Willowdean Chatterson Handy

Dans les expéditions lointaines, combien de participants ne sont pas passés à la postérité et sont restés méconnus, dans l’ombre d’un chef, d’un capitaine… Mais, parfois, et malheureusement ce n’est pas si souvent, on découvre après coup leur importance. Il en est ainsi par exemple des informateurs autochtones, des guides, mais aussi des femmes accompagnatrices de leur époux diplômé ou dont on a proclamé quelque autorité pour faire partie du voyage, et qui, elles, participent « au mieux » comme assistantes bénévoles.

C’est ainsi qu’à l’occasion du très riche colloque CTHS intitulé Collecter, collectionner, conserver et qui s’est tenu en ligne du 4 au 7 mai dernier, nous avons pu assister, parmi les nombreuses présentations, à celle de Véronique Dorbe-Larcade intitulée Willowdean Chatterson Handy sur le terrain : le Bernice P. Bishop Museum d’Hawaii et la préservation de la culture polynésienne (1919-1925).

Le point de départ de sa conférence fut le projet d’expéditions voulues par le Bernice P. Bishop Museum en 1919 afin de mener des études archéologiques et anthropologiques dans quatre régions polynésiennes : Les Marquises, les Tonga, les îles Australes et Hawaii.
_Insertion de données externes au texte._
//! End-to-end poll cycles against in-memory sources and sinks.

use std::collections::{BTreeMap, VecDeque};
use std::sync::{Arc, Mutex};
use std::time::Duration;

use tokio::sync::watch;

use lokiwatch_core::config::{PollConfig, TimeoutConfig};
use lokiwatch_core::{ObservedAt, ServerStatus};
use lokiwatch_engine::HealthEngine;
use lokiwatch_loki::{LokiError, LokiResult, ParsedResponse, Payload, RawRecord};
use lokiwatch_metrics::{GaugeRegistry, MetricsSink, SinkError, render_prometheus};
use lokiwatch_poller::{CycleError, LogSource, PollDriver};

const SEC: i64 = 1_000_000_000;
const NOW: i64 = 1_700_000_000 * SEC;

// ── Fakes ─────────────────────────────────────────────────────────

#[derive(Default)]
struct FakeSource {
    responses: Mutex<VecDeque<LokiResult<ParsedResponse>>>,
    windows: Mutex<Vec<(ObservedAt, ObservedAt)>>,
    /// Signalled when the scripted responses run out.
    on_empty: Option<watch::Sender<bool>>,
}

impl FakeSource {
    fn scripted(responses: Vec<LokiResult<ParsedResponse>>) -> Self {
        Self {
            responses: Mutex::new(responses.into()),
            ..Default::default()
        }
    }

    fn calls(&self) -> usize {
        self.windows.lock().unwrap().len()
    }
}

impl LogSource for FakeSource {
    async fn fetch(&self, start: ObservedAt, end: ObservedAt) -> LokiResult<ParsedResponse> {
        self.windows.lock().unwrap().push((start, end));
        let next = self.responses.lock().unwrap().pop_front();
        match next {
            Some(response) => response,
            None => {
                if let Some(tx) = &self.on_empty {
                    let _ = tx.send(true);
                }
                Ok(ParsedResponse::default())
            }
        }
    }
}

#[derive(Clone, Default)]
struct FakeSink {
    pushed: Arc<Mutex<Vec<String>>>,
    fail: bool,
}

impl MetricsSink for FakeSink {
    async fn push(&self, registry: &GaugeRegistry) -> Result<(), SinkError> {
        if self.fail {
            return Err(SinkError::Request("connection refused".to_string()));
        }
        self.pushed.lock().unwrap().push(render_prometheus(registry));
        Ok(())
    }
}

// ── Helpers ───────────────────────────────────────────────────────

fn line(server: &str, project: &str, kind: i64) -> String {
    format!(r#"{{"serverid":"{server}","projectkey":"{project}","messagetypeid":{kind}}}"#)
}

fn record(ts: i64, line: &str) -> RawRecord {
    RawRecord {
        timestamp: ts.to_string(),
        labels: BTreeMap::from([("app".to_string(), "otel-collector".to_string())]),
        payload: Payload::from_line(line),
    }
}

fn response(records: Vec<RawRecord>) -> LokiResult<ParsedResponse> {
    Ok(ParsedResponse {
        records,
        parse_errors: 0,
    })
}

fn start_and_flow() -> LokiResult<ParsedResponse> {
    response(vec![
        record(NOW - 120 * SEC, &line("s1", "p1", 1)),
        record(NOW - 60 * SEC, &line("s1", "p1", 5)),
    ])
}

fn refused() -> LokiResult<ParsedResponse> {
    Err(LokiError::Request("connection refused".to_string()))
}

fn driver(source: FakeSource, sink: FakeSink) -> PollDriver<FakeSource, FakeSink> {
    PollDriver::new(
        source,
        sink,
        HealthEngine::new(TimeoutConfig::default()),
        &PollConfig::default(),
    )
}

// ── run_cycle ─────────────────────────────────────────────────────

#[tokio::test]
async fn cycle_ingests_sweeps_and_publishes() {
    let sink = FakeSink::default();
    let mut driver = driver(FakeSource::scripted(vec![start_and_flow()]), sink.clone());

    let report = driver.run_cycle(ObservedAt::from_nanos(NOW)).await.unwrap();
    assert_eq!(report.fetched, 2);
    assert_eq!(report.decode.decoded, 2);
    assert_eq!(report.ingest.applied, 2);
    assert_eq!(report.sweep.transitions(), 0);
    assert!(report.published);
    assert_eq!(report.series, driver.registry().len());

    let session = driver.engine().session("s1").unwrap();
    assert_eq!(session.status, ServerStatus::Running);
    assert_eq!(session.flow_count, 1);

    let pushed = sink.pushed.lock().unwrap();
    assert_eq!(pushed.len(), 1);
    assert!(pushed[0].contains("server_count{projectkey=\"p1\"} 1\n"));
    assert!(pushed[0].contains("flows_last_hour{projectkey=\"p1\",serverid=\"s1\"} 1\n"));
    assert!(pushed[0].contains("server_status{projectkey=\"p1\",serverid=\"s1\",status=\"Running\"} 1\n"));
}

#[tokio::test]
async fn cycle_queries_trailing_window() {
    let mut driver = driver(FakeSource::scripted(vec![]), FakeSink::default());
    driver.run_cycle(ObservedAt::from_nanos(NOW)).await.unwrap();

    let windows = driver.source().windows.lock().unwrap().clone();
    assert_eq!(
        windows,
        vec![(ObservedAt::from_nanos(NOW - 300 * SEC), ObservedAt::from_nanos(NOW))]
    );
}

#[tokio::test]
async fn next_cycle_resumes_after_newest_accepted_event() {
    let mut driver = driver(FakeSource::scripted(vec![start_and_flow()]), FakeSink::default());
    driver.run_cycle(ObservedAt::from_nanos(NOW)).await.unwrap();

    let next = ObservedAt::from_nanos(NOW + 60 * SEC);
    let report = driver.run_cycle(next).await.unwrap();
    assert_eq!(report.window_start, ObservedAt::from_nanos(NOW - 60 * SEC + 1));

    let windows = driver.source().windows.lock().unwrap().clone();
    assert_eq!(windows[1], (ObservedAt::from_nanos(NOW - 60 * SEC + 1), next));

    // Once the newest event falls out of the window, the window wins.
    let much_later = ObservedAt::from_nanos(NOW + 3600 * SEC);
    assert_eq!(driver.fetch_start(much_later), much_later.saturating_sub(Duration::from_secs(300)));
}

#[tokio::test]
async fn incomplete_records_are_dropped_before_the_engine() {
    let source = FakeSource::scripted(vec![Ok(ParsedResponse {
        records: vec![
            record(NOW - 30 * SEC, r#"{"serverid":"s1","projectkey":"p1"}"#),
            record(NOW - 20 * SEC, "Body: Map(truncated"),
            record(NOW - 10 * SEC, &line("s2", "p2", 1)),
        ],
        parse_errors: 1,
    })]);
    let mut driver = driver(source, FakeSink::default());

    let report = driver.run_cycle(ObservedAt::from_nanos(NOW)).await.unwrap();
    assert_eq!(report.parse_errors, 1);
    assert_eq!(report.decode.decoded, 1);
    assert_eq!(report.decode.dropped, 2);
    assert!(driver.engine().session("s1").is_none());
    assert!(driver.engine().session("s2").is_some());
}

#[tokio::test]
async fn replayed_window_is_counted_as_duplicates() {
    let source = FakeSource::scripted(vec![start_and_flow(), start_and_flow()]);
    let mut driver = driver(source, FakeSink::default());

    driver.run_cycle(ObservedAt::from_nanos(NOW)).await.unwrap();
    let before = driver.registry().clone();

    let report = driver
        .run_cycle(ObservedAt::from_nanos(NOW + 60 * SEC))
        .await
        .unwrap();
    assert_eq!(report.ingest.applied, 0);
    assert_eq!(report.ingest.duplicates, 2);
    assert_eq!(driver.engine().session("s1").unwrap().flow_count, 1);
    assert_eq!(driver.registry(), &before);
}

#[tokio::test]
async fn fetch_failure_leaves_engine_untouched() {
    let sink = FakeSink::default();
    let source = FakeSource::scripted(vec![start_and_flow(), refused()]);
    let mut driver = driver(source, sink.clone());

    driver.run_cycle(ObservedAt::from_nanos(NOW)).await.unwrap();
    let watermark = driver.engine().watermark();

    // Far enough out that a sweep would have reset the server.
    let later = ObservedAt::from_nanos(NOW + 4 * 3600 * SEC);
    let err = driver.run_cycle(later).await.unwrap_err();
    assert!(matches!(err, CycleError::Fetch(LokiError::Request(_))));

    assert_eq!(driver.engine().watermark(), watermark);
    assert_eq!(driver.engine().session("s1").unwrap().status, ServerStatus::Running);
    assert_eq!(sink.pushed.lock().unwrap().len(), 1);
}

#[tokio::test]
async fn publish_failure_keeps_engine_state() {
    let sink = FakeSink {
        fail: true,
        ..Default::default()
    };
    let mut driver = driver(FakeSource::scripted(vec![start_and_flow()]), sink);

    let report = driver.run_cycle(ObservedAt::from_nanos(NOW)).await.unwrap();
    assert!(!report.published);
    assert_eq!(driver.engine().server_count(), 1);
    assert!(!driver.registry().is_empty());
}

// ── run ───────────────────────────────────────────────────────────

#[tokio::test(start_paused = true)]
async fn run_gives_up_after_max_consecutive_failures() {
    let source = FakeSource::scripted((0..5).map(|_| refused()).collect());
    let mut driver = driver(source, FakeSink::default());
    let (_tx, rx) = watch::channel(false);

    let err = driver.run(rx).await.unwrap_err();
    assert!(matches!(err, CycleError::Exhausted { failures: 3, .. }), "{err}");
    assert_eq!(driver.source().calls(), 3);
}

#[tokio::test(start_paused = true)]
async fn run_recovers_and_stops_on_shutdown() {
    let (tx, rx) = watch::channel(false);
    let source = FakeSource {
        responses: Mutex::new(VecDeque::from([refused(), start_and_flow()])),
        on_empty: Some(tx),
        ..Default::default()
    };
    let sink = FakeSink::default();
    let mut driver = driver(source, sink.clone());

    let started = tokio::time::Instant::now();
    driver.run(rx).await.unwrap();

    assert_eq!(driver.source().calls(), 3);
    assert_eq!(sink.pushed.lock().unwrap().len(), 2);
    // One backoff after the failure, one interval after the recovery.
    assert!(started.elapsed() >= Duration::from_secs(60 + 60));
}

#[tokio::test]
async fn run_does_nothing_once_shutdown_is_set() {
    let (tx, rx) = watch::channel(false);
    tx.send(true).unwrap();

    let mut driver = driver(FakeSource::scripted(vec![start_and_flow()]), FakeSink::default());
    driver.run(rx).await.unwrap();
    assert_eq!(driver.source().calls(), 0);
}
La première expédition fut financée par Bayard Dominick et le travail aux Marquises fut notamment assuré par l’anthropologue Ralph Linton et Edward S. Craighill Handy (docteur en anthropologie diplômé d’Harvard) accompagné de son épouse Willowdean Chatterson.

in Tattooing in the Marquesas

Et c’est là que Willowdean entre en scène, ne se contentant d’être une simple et pâle assistante ; elle va effectuer un très sérieux travail, proche de ce que Malinowski a alors qualifié d’enquête participative. Ainsi, s’intéressera-t-elle de très près aux tatouages, puis aux jeux de ficelles pendant lesquels et avec lesquels on raconte des histoires. Elle signera deux volumes dans la fameuse collection des bulletins du Bishop museum : le premier bulletin – 1922. Tattooing in the Marquesas disponible en ligne, et le 18ème – 1925. String figures from the Marquesas and Society Islands, disponible en ligne.

On la retrouvera de 1923 à 1924 à Maupiti , s’intéressant aussi aux procédés de vannerie, et elle signera de nouveau bulletin : 1927. Handcrafts of the Society Islands disponible en ligne.

Divorcée d’avec Edward S. Craighill, elle va poursuivre une carrière dans l’ombre des honneurs universitaires. Proche de Marau Taaroa, dernière reine de Tahiti, elle poursuit ses activités de recherche, travaille pour les services américains (?), est responsable d’associations universitaires…

Outre les bulletins du Bishop museum et des articles dans la Yale Revew, elle a publié trois ouvrages :

L’art des îles Marquises en 1938 (en français),

Forever the land of Men : An Account of a Visit to the Marquesas Islands en 1965

Thunder from the sea en 1965, une fiction disponible en ligne

Elle demeure une référence notamment pour l’étude des tatouages marquisiens.